▸ **Work to complete**: Only one stretch of the records below should be repeated. It starts with the line containing "use std::time::Duration;" and goes on through the line containing "is used. Launch", exactly as written.

** Record excerpts follows **

//! Test helpers: fake engines written as bash scripts.

use std::future::Future;
use std::os::unix::fs::PermissionsExt;
use std::path::PathBuf;
use std::time::Duration;

use crate::error::{EngineError, LaunchError};

/// `ETXTBSY`: the script is still open for writing in a process forked by
/// another test thread.
const ETXTBSY: i32 = 26;
const BUSY_ATTEMPTS: usize = 5;
const BUSY_BACKOFF: Duration = Duration::from_millis(20);

/// Write an executable bash script with `body` and return its path.
///
/// The returned directory must be kept alive for as long as the script
/// is used. Launch it through [`retry_busy`] or [`retry_busy_launch`].
pub(crate) fn fake_engine(body: &str) -> (tempfile::TempDir, PathBuf) {
    let dir = tempfile::tempdir().expect("create temp dir");
    let path = dir.path().join("engine.sh");
    std::fs::write(&path, format!("#!/bin/bash\n{body}")).expect("write script");
    std::fs::set_permissions(&path, std::fs::Permissions::from_mode(0o755))
        .expect("chmod script");
    (dir, path)
}

pub(crate) fn is_text_busy(err: &LaunchError) -> bool {
    matches!(err, LaunchError::Spawn { source, .. } if source.raw_os_error() == Some(ETXTBSY))
}

/// Retry a synchronous launch while the script is busy.
pub(crate) fn retry_busy_launch<T>(
    mut attempt: impl FnMut() -> Result<T, LaunchError>,
) -> Result<T, LaunchError> {
    for _ in 1..BUSY_ATTEMPTS {
        match attempt() {
            Err(ref e) if is_text_busy(e) => std::thread::sleep(BUSY_BACKOFF),
            other => return other,
        }
    }
    attempt()
}

/// Retry a whole engine run while the script is busy.
pub(crate) async fn retry_busy<T, F, Fut>(mut attempt: F) -> Result<T, EngineError>
where
    F: FnMut() -> Fut,
    Fut: Future<Output = Result<T, EngineError>>,
{
    for _ in 1..BUSY_ATTEMPTS {
        match attempt().await {
            Err(EngineError::Launch(ref e)) if is_text_busy(e) => {
                tokio::time::sleep(BUSY_BACKOFF).await
            }
            other => return other,
        }
    }
    attempt().await
}

#[test]
fn text_busy_is_recognised_and_retried() {
    let busy = || LaunchError::Spawn {
        binary: PathBuf::from("engine.sh"),
        source: std::io::Error::from_raw_os_error(ETXTBSY),
    };
    assert!(is_text_busy(&busy()));
    assert!(!is_text_busy(&LaunchError::NotFound(PathBuf::from("engine.sh"))));

    let mut calls = 0;
    let result = retry_busy_launch(|| {
        calls += 1;
        if calls < 3 {
            Err(busy())
        } else {
            Ok(calls)
        }
    });
    assert_eq!(result.unwrap(), 3);
}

** End of Record excerpts **

▸ **Exercise response**:
use std::time::Duration;

use crate::error::{EngineError, LaunchError};

/// `ETXTBSY`: the script is still open for writing in a process forked by
/// another test thread.
const ETXTBSY: i32 = 26;
const BUSY_ATTEMPTS: usize = 5;
const BUSY_BACKOFF: Duration = Duration::from_millis(20);

/// Write an executable bash script with `body` and return its path.
///
/// The returned directory must be kept alive for as long as the script
/// is used. Launch it through [`retry_busy`] or [`retry_busy_launch`].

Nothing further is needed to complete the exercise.